## [Requirement]
All entries must be transcribed without a single difference.

[[ Given information, beginning ]]

//! cache_namespaces tool implementation.
//!
//! Lists every namespace in the database. Namespaces from earlier versions
//! stay listed; they are orphaned, not deleted.

use rmcp::{ErrorData as McpError, model::CallToolResult};
use schemars::JsonSchema;
use serde::{Deserialize, Serialize};
use topview_core::CacheDb;

use crate::tools::json_result;

#[derive(Debug, Clone, Serialize, Deserialize, JsonSchema)]
pub struct NamespaceSummary {
    pub name: String,
    pub created_at: String,
    pub entry_count: u64,
    /// True for the namespace the running worker reads from.
    pub current: bool,
}

/// Output from the cache_namespaces tool.
#[derive(Debug, Clone, Serialize, Deserialize, JsonSchema)]
pub struct CacheNamespacesOutput {
    pub namespaces: Vec<NamespaceSummary>,
}

/// Implementation of the cache_namespaces tool.
pub async fn namespaces_impl(cache: &CacheDb, current: &str) -> Result<CallToolResult, McpError> {
    let namespaces = cache
        .list_namespaces()
        .await?
        .into_iter()
        .map(|ns| NamespaceSummary {
            current: ns.name == current,
            name: ns.name,
            created_at: ns.created_at,
            entry_count: ns.entry_count,
        })
        .collect();

    json_result(&CacheNamespacesOutput { namespaces })
}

[[ Given information, end ]]

## [Answer below]
//! cache_namespaces tool implementation.
//!
//! Lists every namespace in the database. Namespaces from earlier versions
//! stay listed; they are orphaned, not deleted.

use rmcp::{ErrorData as McpError, model::CallToolResult};
use schemars::JsonSchema;
use serde::{Deserialize, Serialize};
use topview_core::CacheDb;

use crate::tools::json_result;

#[derive(Debug, Clone, Serialize, Deserialize, JsonSchema)]
pub struct NamespaceSummary {
    pub name: String,
    pub created_at: String,
    pub entry_count: u64,
    /// True for the namespace the running worker reads from.
    pub current: bool,
}

/// Output from the cache_namespaces tool.
#[derive(Debug, Clone, Serialize, Deserialize, JsonSchema)]
pub struct CacheNamespacesOutput {
    pub namespaces: Vec<NamespaceSummary>,
}

/// Implementation of the cache_namespaces tool.
pub async fn namespaces_impl(cache: &CacheDb, current: &str) -> Result<CallToolResult, McpError> {
    let namespaces = cache
        .list_namespaces()
        .await?
        .into_iter()
        .map(|ns| NamespaceSummary {
            current: ns.name == current,
            name: ns.name,
            created_at: ns.created_at,
            entry_count: ns.entry_count,
        })
        .collect();

    json_result(&CacheNamespacesOutput { namespaces })
}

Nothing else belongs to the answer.